A newer version of this document is available. Customers should click here to go to the newest version.
Analyze GPU Roofline
Measure and visualize the actual performance of GPU kernels using benchmarks and hardware metric profiling against hardware-imposed performance ceilings, as well as determine the main limiting factor, by running the GPU Roofline Insights perspective.
Use the Roofline chart to answer the following questions:
- What is the maximum achievable performance with your current hardware resources? 
- Does your application work optimally on current hardware resources? 
- If not, what are the best candidates for optimization? 
- Is memory bandwidth or compute capacity limiting performance for each optimization candidate? 
Run the GPU Roofline Insights to measure performance of SYCL, C++/Fortran with OpenMP* pragmas, Intel® oneAPI Level Zero (Level Zero), or OpenCL™ applications enabled to run on a GPU.
How It Works
The GPU Roofline Insights perspective includes the following steps:
- Collect OpenCL™ kernels timings and memory data using the Survey analysis with GPU profiling.

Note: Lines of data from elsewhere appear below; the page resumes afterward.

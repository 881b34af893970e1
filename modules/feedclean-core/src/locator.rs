use std::collections::HashMap;

use feedclean_common::ContentItem;
use tracing::debug;

use crate::dom::{compile, flags, DocumentTree, Selectors};
use crate::identity::resolve_identity;

/// Structural patterns for post containers, also used to canonicalize, in
/// priority order.
pub const CONTAINER_SELECTORS: &[&str] = &[
    ".occludable-update",
    r#"article[data-urn^="urn:li:activity:"]"#,
    r#"div[data-urn^="urn:li:activity:"]"#,
];

static CONTAINERS: Selectors = Selectors::new(|| compile(CONTAINER_SELECTORS));

/// The outermost recognized container for `node`, or `node` itself.
pub fn canonical_item<D: DocumentTree>(doc: &D, node: D::Handle) -> D::Handle {
    CONTAINERS
        .iter()
        .find_map(|selector| doc.closest(node, selector))
        .unwrap_or(node)
}

/// Whether a canonical container still needs processing: not concealed by
/// us, not already handled, and currently rendered.
pub fn is_eligible<D: DocumentTree>(doc: &D, item: D::Handle) -> bool {
    !doc.flag_set(item, flags::HIDDEN_ATTR)
        && !doc.flag_set(item, flags::PROCESSED_ATTR)
        && doc.rect(item).is_visible()
}

/// Scan the document for visible, unprocessed posts, one per identity.
///
/// When several containers resolve to the same identity the last one seen
/// wins; the order of first appearance is kept.
pub fn locate_items<D: DocumentTree>(doc: &D) -> Vec<ContentItem<D::Handle>> {
    let mut order: Vec<String> = Vec::new();
    let mut by_identity: HashMap<String, D::Handle> = HashMap::new();
    let mut candidates = 0usize;

    for selector in CONTAINERS.iter() {
        for node in doc.query_all(selector) {
            candidates += 1;
            let item = canonical_item(doc, node);
            if !is_eligible(doc, item) {
                continue;
            }
            let identity = resolve_identity(doc, item);
            if by_identity.insert(identity.clone(), item).is_none() {
                order.push(identity);
            }
        }
    }

    debug!(candidates, located = order.len(), "Located feed items");

    order
        .into_iter()
        .filter_map(|identity| {
            let handle = by_identity.remove(&identity)?;
            Some(ContentItem::discovered(identity, handle))
        })
        .collect()
}

#[cfg(test)]
mod tests {
    use super::*;
    use crate::dom::{compile_one, SnapshotTree};

    const FEED: &str = r#"
        <main>
          <div class="occludable-update">
            <article data-urn="urn:li:activity:1"><p>First post body</p></article>
          </div>
          <div data-urn="urn:li:activity:2"><p>Second post body</p></div>
          <div class="occludable-update" style="display:none">
            <div data-urn="urn:li:activity:3"><p>Not rendered</p></div>
          </div>
          <div class="occludable-update" data-feedclean-processed="1">
            <div data-urn="urn:li:activity:4"><p>Done already</p></div>
          </div>
          <div class="occludable-update" data-feedclean-hidden="1">
            <div data-urn="urn:li:activity:5"><p>Concealed</p></div>
          </div>
        </main>"#;

    #[test]
    fn test_nested_matches_collapse_to_outer_container() {
        let tree = SnapshotTree::parse(FEED);
        let items = locate_items(&tree);
        let ids: Vec<&str> = items.iter().map(|i| i.identity.as_str()).collect();
        assert_eq!(ids, vec!["urn:urn:li:activity:1", "urn:urn:li:activity:2"]);

        let outer = tree.query_all(&compile_one(".occludable-update"))[0];
        assert_eq!(items[0].handle, outer);
    }

    #[test]
    fn test_canonical_item_prefers_occludable_wrapper() {
        let tree = SnapshotTree::parse(FEED);
        let paragraph = tree.query_all(&compile_one("article p"))[0];
        let article = tree.query_all(&compile_one("article"))[0];
        let outer = tree.query_all(&compile_one(".occludable-update"))[0];
        assert_eq!(canonical_item(&tree, article), outer);
        assert_eq!(canonical_item(&tree, paragraph), outer);
    }

    #[test]
    fn test_zero_size_items_skipped() {
        let mut tree = SnapshotTree::parse(FEED);
        let second = tree
            .query_all(&compile_one(r#"div[data-urn="urn:li:activity:2"]"#))[0];
        tree.set_size(second, 0.0, 120.0).unwrap();
        let items = locate_items(&tree);
        assert_eq!(items.len(), 1);
    }

    #[test]
    fn test_duplicate_identity_keeps_last_handle() {
        // The article selector runs before the div selector.
        let tree = SnapshotTree::parse(
            r#"<article data-urn="urn:li:activity:8"><p>a</p></article>
               <div data-urn="urn:li:activity:8"><p>b</p></div>"#,
        );
        let items = locate_items(&tree);
        assert_eq!(items.len(), 1);
        let div = tree.query_all(&compile_one(r#"div[data-urn]"#))[0];
        assert_eq!(items[0].handle, div);
    }
}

-  Measure the hardware limitations and collect floating-point and integer operations data using the Characterization analysis with GPU profiling. Intel® Advisor calculates compute operations (FLOP and INTOP) as a weighted sum of the following groups of instructions: BASIC COMPUTE, FMA, BIT, DIV, POW, MATH. Intel Advisor automatically determines data type in the collected operations using the dst register. 
GPU Roofline Summary
GPU Roofline Insights perspective measures performance of kernels executed on GPU and loops/functions executed on CPU and shows what you should optimize your application for. Examine the following performance data:
- See application execution time on GPU and CPU, time spent to transfer data between the CPU and GPU, and how well your application uses the GPU resources. 
- Review the Roofline charts for CPU and GPU parts of your application. 
- View the execution time details and various performance metrics on GPU- and CPU-executed parts of your application. 
- View top five time-consuming loops on GPU and on CPU sorted by self time with performance metrics. You are recommended to start with these loops when checking for performance issues. 

See the Summary section to examine the performance summary of your application, and continue to GPU Roofline Insights Regions tab to examine the performance in more detail.